Weil man schon ein grosser Dummkopf sein muss um zu glauben, dass man alles haben kann.
Ja, die demokratischen Schulen haben einen Sinn. Aber glaubst du, dass wenn jeder das von Anfang an hätte, es schätzen wuerde? Wenn man da plötzlich hingeht, dann vielleicht, aber wenn es Standart sein wuerde, dann wäre das ganz was anderes. Wenn du es so toll findest, geh da doch hin!
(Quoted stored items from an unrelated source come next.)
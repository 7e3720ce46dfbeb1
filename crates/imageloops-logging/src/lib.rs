//! # imageloops-logging
//!
//! Logging for the imageloops refinement loop.
//!
//! ## Key Types
//!
//! - [`Logger`] - Structured event logging to the console and optionally a file
//! - [`LogEvent`] - Log event types
//! - [`LogFormat`] - Output formats (Pretty, JSON, Compact)
//! - [`SessionWriter`] - JSONL audit record of a single run

mod events;
mod session;

pub use events::{AgentRole, LogEvent, LogFormat, Logger};
pub use session::{SessionLine, SessionWriter};

use tracing_subscriber::{fmt, prelude::*, EnvFilter};

/// Initialize tracing for the application
pub fn init_tracing(level: &str, format: LogFormat) {
    let filter = EnvFilter::try_from_default_env().unwrap_or_else(|_| EnvFilter::new(level));

    match format {
        LogFormat::Json => {
            tracing_subscriber::registry()
                .with(filter)
                .with(fmt::layer().json().with_target(false).with_writer(std::io::stderr))
                .init();
        }
        LogFormat::Pretty | LogFormat::Compact => {
            tracing_subscriber::registry()
                .with(filter)
                .with(fmt::layer().with_target(false).with_writer(std::io::stderr))
                .init();
        }
    }
}
use serde::{Deserialize, Serialize};
use std::fmt;

/// Inclusive range every dimension score must fall in
#[derive(Debug, Clone, Copy, PartialEq, Serialize, Deserialize)]
pub struct ScoreRange {
    pub min: f64,
    pub max: f64,
}

impl ScoreRange {
    pub const fn new(min: f64, max: f64) -> Self {
        Self { min, max }
    }

    pub fn contains(&self, value: f64) -> bool {
        value.is_finite() && value >= self.min && value <= self.max
    }
}

impl Default for ScoreRange {
    fn default() -> Self {
        Self::new(1.0, 10.0)
    }
}

impl fmt::Display for ScoreRange {
    fn fmt(&self, f: &mut fmt::Formatter<'_>) -> fmt::Result {
        write!(f, "{}..={}", self.min, self.max)
    }
}

/// A single named score, e.g. `clarity: 7`
#[derive(Debug, Clone, PartialEq, Serialize, Deserialize)]
pub struct DimensionScore {
    pub name: String,
    pub score: f64,
}

impl DimensionScore {
    pub fn new(name: impl Into<String>, score: f64) -> Self {
        Self {
            name: name.into(),
            score,
        }
    }
}

/// Evaluation of one artifact against its prompt
#[derive(Debug, Clone, PartialEq, Serialize, Deserialize)]
pub struct Critique {
    /// Per-dimension scores in the order the critic reported them
    pub dimensions: Vec<DimensionScore>,
    /// Concrete actions to improve the image
    #[serde(default)]
    pub suggestions: Vec<String>,
    /// Raw critic text
    #[serde(default)]
    pub raw: String,
    /// False when the scores came from the configured fallback
    #[serde(default = "default_parsed")]
    pub parsed: bool,
}

fn default_parsed() -> bool {
    true
}

impl Critique {
    pub fn new(dimensions: Vec<DimensionScore>, suggestions: Vec<String>) -> Self {
        Self {
            dimensions,
            suggestions,
            raw: String::new(),
            parsed: true,
        }
    }

    /// Critique with one score per `(name, score)` pair and no suggestions
    pub fn from_scores<'a>(scores: impl IntoIterator<Item = (&'a str, f64)>) -> Self {
        Self::new(
            scores
                .into_iter()
                .map(|(name, score)| DimensionScore::new(name, score))
                .collect(),
            Vec::new(),
        )
    }

    pub fn with_raw(mut self, raw: impl Into<String>) -> Self {
        self.raw = raw.into();
        self
    }

    pub fn score(&self, name: &str) -> Option<f64> {
        self.dimensions
            .iter()
            .find(|d| d.name.eq_ignore_ascii_case(name))
            .map(|d| d.score)
    }

    /// Short description of the scores for logging
    pub fn short_description(&self) -> String {
        self.dimensions
            .iter()
            .map(|d| format!("{}={}", d.name, d.score))
            .collect::<Vec<_>>()
            .join(" ")
    }
}

#[cfg(test)]
mod tests {
    use super::*;

    #[test]
    fn test_range_contains() {
        let range = ScoreRange::default();
        assert!(range.contains(1.0));
        assert!(range.contains(10.0));
        assert!(!range.contains(0.0));
        assert!(!range.contains(10.5));
        assert!(!range.contains(f64::NAN));
    }

    #[test]
    fn test_score_lookup_is_case_insensitive() {
        let critique = Critique::from_scores([("Content", 8.0), ("clarity", 6.0)]);
        assert_eq!(critique.score("content"), Some(8.0));
        assert_eq!(critique.score("CLARITY"), Some(6.0));
        assert_eq!(critique.score("color"), None);
    }

    #[test]
    fn test_short_description() {
        let critique = Critique::from_scores([("content", 8.0), ("color", 6.5)]);
        assert_eq!(critique.short_description(), "content=8 color=6.5");
    }
}
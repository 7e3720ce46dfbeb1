use async_trait::async_trait;
use base64::engine::general_purpose::STANDARD;
use base64::Engine;
use serde_json::{json, Value};
use std::path::Path;
use std::sync::Arc;
use tracing::{debug, info};

use imageloops_critic::{CriticPrompts, Critique, CritiqueParser};

use crate::{CritiqueError, ImageArtifact, ImageCritic, ModelRef, ReplicateClient};

/// Default image-captioning model used as critic
pub const DEFAULT_CRITIC_MODEL: &str =
    "yorickvp/llava-13b:6bc1c7bb0d2a34e413301fee8f7cc728d2d4e75bfab186aa995f63292bda92fc";

/// Image critic backed by a Replicate vision-language model
pub struct ReplicateCritic {
    client: Arc<ReplicateClient>,
    model: ModelRef,
    model_name: String,
    parser: CritiqueParser,
}

impl ReplicateCritic {
    pub fn new(client: Arc<ReplicateClient>, model: ModelRef, parser: CritiqueParser) -> Self {
        let model_name = format!("{}/{}", model.owner, model.name);
        Self {
            client,
            model,
            model_name,
            parser,
        }
    }
}

#[async_trait]
impl ImageCritic for ReplicateCritic {
    fn name(&self) -> &str {
        &self.model_name
    }

    async fn critique(
        &self,
        artifact: &ImageArtifact,
        prompt: &str,
    ) -> Result<Critique, CritiqueError> {
        let bytes = tokio::fs::read(&artifact.path)
            .await
            .map_err(|source| CritiqueError::UnreadableArtifact {
                path: artifact.path.clone(),
                source,
            })?;
        if bytes.is_empty() {
            return Err(CritiqueError::UnreadableArtifact {
                path: artifact.path.clone(),
                source: std::io::Error::new(std::io::ErrorKind::InvalidData, "file is empty"),
            });
        }

        let image = format!(
            "data:{};base64,{}",
            mime_type(&artifact.path),
            STANDARD.encode(&bytes)
        );
        debug!(
            model = %self.model,
            image_bytes = bytes.len(),
            "Requesting critique"
        );

        let output = self
            .client
            .run(
                &self.model,
                json!({
                    "image": image,
                    "prompt": CriticPrompts::build_review_prompt(prompt),
                }),
            )
            .await?;

        let text = collect_text(&output);
        if text.trim().is_empty() {
            return Err(CritiqueError::EmptyOutput);
        }
        info!(chars = text.len(), "Critique received");

        Ok(self.parser.parse(&text)?)
    }
}

/// Vision models stream their answer as a list of string chunks
fn collect_text(output: &Value) -> String {
    match output {
        Value::String(s) => s.clone(),
        Value::Array(items) => items.iter().filter_map(Value::as_str).collect(),
        _ => String::new(),
    }
}

fn mime_type(path: &Path) -> &'static str {
    match path
        .extension()
        .map(|e| e.to_string_lossy().to_ascii_lowercase())
        .as_deref()
    {
        Some("jpg") | Some("jpeg") => "image/jpeg",
        Some("webp") => "image/webp",
        Some("gif") => "image/gif",
        _ => "image/png",
    }
}

#[cfg(test)]
mod tests {
    use super::*;

    #[test]
    fn test_collect_text_joins_chunks() {
        assert_eq!(
            collect_text(&json!(["The image ", "shows rain.", " {content: 7}"])),
            "The image shows rain. {content: 7}"
        );
        assert_eq!(collect_text(&json!("whole")), "whole");
        assert_eq!(collect_text(&Value::Null), "");
    }

    #[test]
    fn test_mime_type() {
        assert_eq!(mime_type(Path::new("a.PNG")), "image/png");
        assert_eq!(mime_type(Path::new("a.jpeg")), "image/jpeg");
        assert_eq!(mime_type(Path::new("a")), "image/png");
    }
}
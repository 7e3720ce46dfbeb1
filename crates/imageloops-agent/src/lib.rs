mod artifact;
mod critic;
mod producer;
pub mod replicate;
mod traits;

pub use artifact::{ImageArtifact, Prompt, PromptError};
pub use critic::{ReplicateCritic, DEFAULT_CRITIC_MODEL};
pub use producer::{ReplicateProducer, DEFAULT_GENERATOR_MODEL};
pub use replicate::{ModelRef, ReplicateClient, ReplicateConfig, ReplicateError};
pub use traits::{CritiqueError, GenerationError, ImageCritic, ImageProducer};
//! Minimal client for the Replicate predictions API
//!
//! Only what the producer and critic need: create a prediction, wait for it
//! to settle, and download the files it points at.

use reqwest::Client;
use serde::Deserialize;
use serde_json::{json, Value};
use std::fmt;
use std::str::FromStr;
use std::time::{Duration, Instant};
use thiserror::Error;
use tracing::{debug, info};

/// Replicate API base URL
pub const REPLICATE_API_URL: &str = "https://api.replicate.com/v1";

#[derive(Error, Debug)]
pub enum ReplicateError {
    #[error("HTTP request failed: {0}")]
    Http(#[from] reqwest::Error),

    #[error("Replicate returned status {status}: {body}")]
    Status { status: u16, body: String },

    #[error("Prediction {id} ended with status '{status}': {error}")]
    PredictionFailed {
        id: String,
        status: String,
        error: String,
    },

    #[error("Prediction {id} did not finish within {waited:?}")]
    TimedOut { id: String, waited: Duration },

    #[error("Invalid model reference '{0}', expected owner/name[:version]")]
    InvalidModel(String),
}

/// `owner/name[:version]`
#[derive(Debug, Clone, PartialEq, Eq)]
pub struct ModelRef {
    pub owner: String,
    pub name: String,
    pub version: Option<String>,
}

impl FromStr for ModelRef {
    type Err = ReplicateError;

    fn from_str(s: &str) -> Result<Self, Self::Err> {
        let (path, version) = match s.split_once(':') {
            Some((path, version)) if !version.is_empty() => (path, Some(version.to_string())),
            Some(_) => return Err(ReplicateError::InvalidModel(s.to_string())),
            None => (s, None),
        };
        match path.split_once('/') {
            Some((owner, name)) if !owner.is_empty() && !name.is_empty() && !name.contains('/') => {
                Ok(Self {
                    owner: owner.to_string(),
                    name: name.to_string(),
                    version,
                })
            }
            _ => Err(ReplicateError::InvalidModel(s.to_string())),
        }
    }
}

impl fmt::Display for ModelRef {
    fn fmt(&self, f: &mut fmt::Formatter<'_>) -> fmt::Result {
        write!(f, "{}/{}", self.owner, self.name)?;
        if let Some(ref version) = self.version {
            write!(f, ":{}", version)?;
        }
        Ok(())
    }
}

/// Configuration for the Replicate client
#[derive(Debug, Clone)]
pub struct ReplicateConfig {
    pub base_url: String,
    /// Per-request HTTP timeout
    pub timeout: Duration,
    /// Delay between status polls
    pub poll_interval: Duration,
    /// Give up on a prediction after this long
    pub max_wait: Duration,
}

impl Default for ReplicateConfig {
    fn default() -> Self {
        Self {
            base_url: REPLICATE_API_URL.to_string(),
            timeout: Duration::from_secs(120),
            poll_interval: Duration::from_secs(1),
            max_wait: Duration::from_secs(600),
        }
    }
}

impl ReplicateConfig {
    pub fn with_base_url(mut self, base_url: impl Into<String>) -> Self {
        self.base_url = base_url.into();
        self
    }

    pub fn with_poll_interval(mut self, interval: Duration) -> Self {
        self.poll_interval = interval;
        self
    }

    pub fn with_max_wait(mut self, max_wait: Duration) -> Self {
        self.max_wait = max_wait;
        self
    }
}

#[derive(Debug, Deserialize)]
struct Prediction {
    id: String,
    status: String,
    #[serde(default)]
    output: Option<Value>,
    #[serde(default)]
    error: Option<Value>,
    #[serde(default)]
    urls: Option<PredictionUrls>,
}

#[derive(Debug, Deserialize)]
struct PredictionUrls {
    get: Option<String>,
}

impl Prediction {
    fn is_terminal(&self) -> bool {
        matches!(self.status.as_str(), "succeeded" | "failed" | "canceled")
    }

    fn error_text(&self) -> String {
        match &self.error {
            Some(Value::String(s)) => s.clone(),
            Some(Value::Null) | None => "no error message".to_string(),
            Some(other) => other.to_string(),
        }
    }
}

/// Replicate API client
pub struct ReplicateClient {
    http: Client,
    api_token: String,
    config: ReplicateConfig,
}

impl ReplicateClient {
    pub fn new(api_token: impl Into<String>, config: ReplicateConfig) -> Result<Self, ReplicateError> {
        let http = Client::builder().timeout(config.timeout).build()?;
        Ok(Self {
            http,
            api_token: api_token.into(),
            config,
        })
    }

    /// Run a model and wait for its output
    pub async fn run(&self, model: &ModelRef, input: Value) -> Result<Value, ReplicateError> {
        let (url, body) = match model.version {
            Some(ref version) => (
                format!("{}/predictions", self.config.base_url),
                json!({ "version": version, "input": input }),
            ),
            None => (
                format!(
                    "{}/models/{}/{}/predictions",
                    self.config.base_url, model.owner, model.name
                ),
                json!({ "input": input }),
            ),
        };

        debug!(model = %model, "Creating prediction");
        let response = self
            .http
            .post(&url)
            .bearer_auth(&self.api_token)
            .header("Prefer", "wait")
            .json(&body)
            .send()
            .await?;
        let mut prediction: Prediction = Self::check(response).await?.json().await?;

        let started = Instant::now();
        while !prediction.is_terminal() {
            if started.elapsed() >= self.config.max_wait {
                return Err(ReplicateError::TimedOut {
                    id: prediction.id,
                    waited: started.elapsed(),
                });
            }
            tokio::time::sleep(self.config.poll_interval).await;
            prediction = self.fetch(&prediction).await?;
        }

        info!(
            model = %model,
            id = %prediction.id,
            status = %prediction.status,
            "Prediction finished"
        );

        if prediction.status == "succeeded" {
            Ok(prediction.output.unwrap_or(Value::Null))
        } else {
            Err(ReplicateError::PredictionFailed {
                error: prediction.error_text(),
                id: prediction.id,
                status: prediction.status,
            })
        }
    }

    /// Download a file produced by a prediction
    pub async fn download(&self, url: &str) -> Result<Vec<u8>, ReplicateError> {
        debug!(url, "Downloading output");
        let response = self.http.get(url).send().await?;
        let bytes = Self::check(response).await?.bytes().await?;
        Ok(bytes.to_vec())
    }

    async fn fetch(&self, prediction: &Prediction) -> Result<Prediction, ReplicateError> {
        let url = prediction
            .urls
            .as_ref()
            .and_then(|u| u.get.clone())
            .unwrap_or_else(|| format!("{}/predictions/{}", self.config.base_url, prediction.id));

        debug!(id = %prediction.id, status = %prediction.status, "Polling prediction");
        let response = self
            .http
            .get(&url)
            .bearer_auth(&self.api_token)
            .send()
            .await?;
        Ok(Self::check(response).await?.json().await?)
    }

    async fn check(response: reqwest::Response) -> Result<reqwest::Response, ReplicateError> {
        let status = response.status();
        if status.is_success() {
            return Ok(response);
        }
        let body = response.text().await.unwrap_or_default();
        Err(ReplicateError::Status {
            status: status.as_u16(),
            body,
        })
    }
}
Man bekommt nicht alles, was man will. Meisten kriegt man einen ganz kleinen Teil oder einen Kompromiss. Das Leben ist nicht fair. Und je frueher man sich damit abfindet desto besser. Klar, man sollte träumen können und auch bereit sein, fuer etwas kämpfen zu können, aber aufgrund von ein bisschen Selbstmitleid muss man nicht gleich das ganze System in Frage stellen. Und langsam kommt mir das auch kindisch vor. Sei nicht so ein Baby und lerne, dass man aus manchen blöden Situationen einfach das Beste rausholen muss. Manche Kinder werden nie die Möglichkeit haben in die Schule zu gehen und du beschwerst dich, dass du zu viel lernst?